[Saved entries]
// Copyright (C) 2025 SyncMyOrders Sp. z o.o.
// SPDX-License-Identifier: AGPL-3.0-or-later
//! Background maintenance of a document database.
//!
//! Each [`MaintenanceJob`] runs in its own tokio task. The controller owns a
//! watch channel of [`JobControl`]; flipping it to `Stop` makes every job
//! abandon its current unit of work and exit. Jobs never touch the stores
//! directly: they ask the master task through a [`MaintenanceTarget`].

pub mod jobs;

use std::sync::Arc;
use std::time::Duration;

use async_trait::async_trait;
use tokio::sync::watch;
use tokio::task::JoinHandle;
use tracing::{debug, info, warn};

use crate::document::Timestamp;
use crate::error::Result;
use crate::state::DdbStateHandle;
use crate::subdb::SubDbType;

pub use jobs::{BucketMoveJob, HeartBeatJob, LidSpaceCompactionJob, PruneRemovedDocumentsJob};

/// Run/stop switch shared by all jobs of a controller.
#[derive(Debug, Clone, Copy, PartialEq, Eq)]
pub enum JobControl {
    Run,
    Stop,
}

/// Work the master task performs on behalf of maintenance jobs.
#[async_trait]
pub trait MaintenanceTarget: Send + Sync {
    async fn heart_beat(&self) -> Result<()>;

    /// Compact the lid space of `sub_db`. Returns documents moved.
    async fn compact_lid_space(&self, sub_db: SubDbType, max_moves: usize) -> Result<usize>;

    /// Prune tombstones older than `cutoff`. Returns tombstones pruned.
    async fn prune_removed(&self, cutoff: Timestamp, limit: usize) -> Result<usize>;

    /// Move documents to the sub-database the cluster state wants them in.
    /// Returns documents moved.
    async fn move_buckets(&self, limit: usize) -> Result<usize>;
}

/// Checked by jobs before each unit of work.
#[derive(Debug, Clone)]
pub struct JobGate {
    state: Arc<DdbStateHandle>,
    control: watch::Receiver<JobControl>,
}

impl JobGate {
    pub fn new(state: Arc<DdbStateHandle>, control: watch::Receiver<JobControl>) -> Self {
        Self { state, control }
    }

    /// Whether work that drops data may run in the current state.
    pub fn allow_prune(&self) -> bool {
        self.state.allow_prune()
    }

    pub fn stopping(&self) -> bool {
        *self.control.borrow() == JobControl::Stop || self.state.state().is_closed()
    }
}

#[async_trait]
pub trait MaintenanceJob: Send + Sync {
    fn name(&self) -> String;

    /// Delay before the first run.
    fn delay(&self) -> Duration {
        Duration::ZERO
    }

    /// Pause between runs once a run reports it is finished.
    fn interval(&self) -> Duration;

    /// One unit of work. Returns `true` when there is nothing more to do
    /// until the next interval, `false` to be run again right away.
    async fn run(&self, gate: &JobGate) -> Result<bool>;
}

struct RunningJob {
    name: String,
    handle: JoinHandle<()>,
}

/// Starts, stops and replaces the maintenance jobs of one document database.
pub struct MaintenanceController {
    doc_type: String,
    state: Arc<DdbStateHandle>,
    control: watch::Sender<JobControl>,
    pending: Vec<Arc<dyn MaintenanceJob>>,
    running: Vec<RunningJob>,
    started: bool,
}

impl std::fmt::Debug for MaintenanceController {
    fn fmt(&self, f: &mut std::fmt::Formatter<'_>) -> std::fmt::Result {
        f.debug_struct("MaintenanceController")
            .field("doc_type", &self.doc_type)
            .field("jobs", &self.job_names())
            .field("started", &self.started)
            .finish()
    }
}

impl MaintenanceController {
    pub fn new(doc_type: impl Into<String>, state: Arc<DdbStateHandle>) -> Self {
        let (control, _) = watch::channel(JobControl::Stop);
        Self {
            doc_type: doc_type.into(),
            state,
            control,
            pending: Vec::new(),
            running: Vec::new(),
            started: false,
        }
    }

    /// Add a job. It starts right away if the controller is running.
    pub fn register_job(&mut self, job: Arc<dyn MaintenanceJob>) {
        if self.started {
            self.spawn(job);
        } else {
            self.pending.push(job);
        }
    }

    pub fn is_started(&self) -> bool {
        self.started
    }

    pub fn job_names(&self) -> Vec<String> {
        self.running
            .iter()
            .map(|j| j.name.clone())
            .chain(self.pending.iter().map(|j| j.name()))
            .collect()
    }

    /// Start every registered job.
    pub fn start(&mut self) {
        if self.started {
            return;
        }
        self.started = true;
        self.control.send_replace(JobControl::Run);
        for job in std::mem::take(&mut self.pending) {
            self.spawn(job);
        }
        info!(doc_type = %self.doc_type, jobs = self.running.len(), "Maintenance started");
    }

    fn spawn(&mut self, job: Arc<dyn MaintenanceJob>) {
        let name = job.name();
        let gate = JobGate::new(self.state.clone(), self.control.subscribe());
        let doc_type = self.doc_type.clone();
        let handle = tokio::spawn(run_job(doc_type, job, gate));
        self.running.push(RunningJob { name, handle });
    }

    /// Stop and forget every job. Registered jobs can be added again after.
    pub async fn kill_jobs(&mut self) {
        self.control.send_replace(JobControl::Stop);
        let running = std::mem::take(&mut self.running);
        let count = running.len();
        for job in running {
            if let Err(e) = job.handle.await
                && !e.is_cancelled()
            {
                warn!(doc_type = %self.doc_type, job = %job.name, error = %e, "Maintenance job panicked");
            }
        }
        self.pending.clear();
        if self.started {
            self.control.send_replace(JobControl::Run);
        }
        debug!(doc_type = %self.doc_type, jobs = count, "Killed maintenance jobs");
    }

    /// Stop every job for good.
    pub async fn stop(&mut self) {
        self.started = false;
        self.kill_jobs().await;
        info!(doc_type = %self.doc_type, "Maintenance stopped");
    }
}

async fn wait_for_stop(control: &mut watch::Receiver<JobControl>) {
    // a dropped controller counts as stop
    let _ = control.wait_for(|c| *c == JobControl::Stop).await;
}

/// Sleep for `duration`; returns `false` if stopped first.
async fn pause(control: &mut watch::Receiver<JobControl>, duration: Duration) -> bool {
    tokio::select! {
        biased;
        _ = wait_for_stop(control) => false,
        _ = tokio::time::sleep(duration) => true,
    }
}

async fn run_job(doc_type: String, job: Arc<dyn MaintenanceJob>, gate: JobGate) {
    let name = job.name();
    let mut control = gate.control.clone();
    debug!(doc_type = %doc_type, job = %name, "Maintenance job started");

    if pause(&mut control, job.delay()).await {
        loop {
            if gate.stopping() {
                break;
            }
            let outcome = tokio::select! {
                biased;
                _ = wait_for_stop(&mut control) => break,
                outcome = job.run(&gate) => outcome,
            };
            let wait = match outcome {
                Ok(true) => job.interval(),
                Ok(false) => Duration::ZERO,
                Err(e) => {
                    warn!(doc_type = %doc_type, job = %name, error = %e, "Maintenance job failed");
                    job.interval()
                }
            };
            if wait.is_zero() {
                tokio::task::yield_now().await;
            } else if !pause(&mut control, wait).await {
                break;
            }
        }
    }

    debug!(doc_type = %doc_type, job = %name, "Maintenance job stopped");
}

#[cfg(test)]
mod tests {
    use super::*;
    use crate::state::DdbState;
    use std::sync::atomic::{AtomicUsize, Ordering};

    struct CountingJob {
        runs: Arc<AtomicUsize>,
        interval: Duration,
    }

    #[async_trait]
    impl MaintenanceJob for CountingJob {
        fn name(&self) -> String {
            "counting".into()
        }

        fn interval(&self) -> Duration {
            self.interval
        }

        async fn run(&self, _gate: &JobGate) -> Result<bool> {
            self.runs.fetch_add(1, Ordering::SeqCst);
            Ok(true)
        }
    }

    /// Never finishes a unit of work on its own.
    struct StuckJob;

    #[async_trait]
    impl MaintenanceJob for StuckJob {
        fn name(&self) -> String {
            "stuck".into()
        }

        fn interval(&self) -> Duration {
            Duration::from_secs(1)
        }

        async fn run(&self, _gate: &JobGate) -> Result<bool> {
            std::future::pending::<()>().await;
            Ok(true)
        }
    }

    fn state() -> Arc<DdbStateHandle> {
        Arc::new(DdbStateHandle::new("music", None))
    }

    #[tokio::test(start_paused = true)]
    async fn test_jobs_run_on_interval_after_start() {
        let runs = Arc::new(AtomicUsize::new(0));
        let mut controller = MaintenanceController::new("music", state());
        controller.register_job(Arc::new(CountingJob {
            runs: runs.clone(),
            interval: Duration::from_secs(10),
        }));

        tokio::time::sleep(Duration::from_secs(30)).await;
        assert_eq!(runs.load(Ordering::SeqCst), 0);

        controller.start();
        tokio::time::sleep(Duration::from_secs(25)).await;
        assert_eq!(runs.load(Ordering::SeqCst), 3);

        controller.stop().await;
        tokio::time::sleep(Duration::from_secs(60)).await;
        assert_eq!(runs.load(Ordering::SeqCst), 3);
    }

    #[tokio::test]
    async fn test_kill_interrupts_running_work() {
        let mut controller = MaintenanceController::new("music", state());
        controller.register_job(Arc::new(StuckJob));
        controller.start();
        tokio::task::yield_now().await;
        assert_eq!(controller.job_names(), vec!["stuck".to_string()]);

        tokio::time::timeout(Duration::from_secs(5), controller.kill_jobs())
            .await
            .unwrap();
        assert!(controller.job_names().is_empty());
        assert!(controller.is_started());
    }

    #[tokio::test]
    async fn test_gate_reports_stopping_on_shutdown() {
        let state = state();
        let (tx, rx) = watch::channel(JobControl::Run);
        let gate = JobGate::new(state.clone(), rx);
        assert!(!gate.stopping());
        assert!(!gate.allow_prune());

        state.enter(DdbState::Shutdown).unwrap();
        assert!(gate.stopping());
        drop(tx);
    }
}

Work order: From the records above, print exactly the lines that run from the line with "of maintenance jobs." to the line with "async fn prune_removed(&self, cutoff: Timestamp, limit: usize)", inclusive.

Output:
/// Work the master task performs on behalf of maintenance jobs.
#[async_trait]
pub trait MaintenanceTarget: Send + Sync {
    async fn heart_beat(&self) -> Result<()>;

    /// Compact the lid space of `sub_db`. Returns documents moved.
    async fn compact_lid_space(&self, sub_db: SubDbType, max_moves: usize) -> Result<usize>;

    /// Prune tombstones older than `cutoff`. Returns tombstones pruned.
    async fn prune_removed(&self, cutoff: Timestamp, limit: usize) -> Result<usize>;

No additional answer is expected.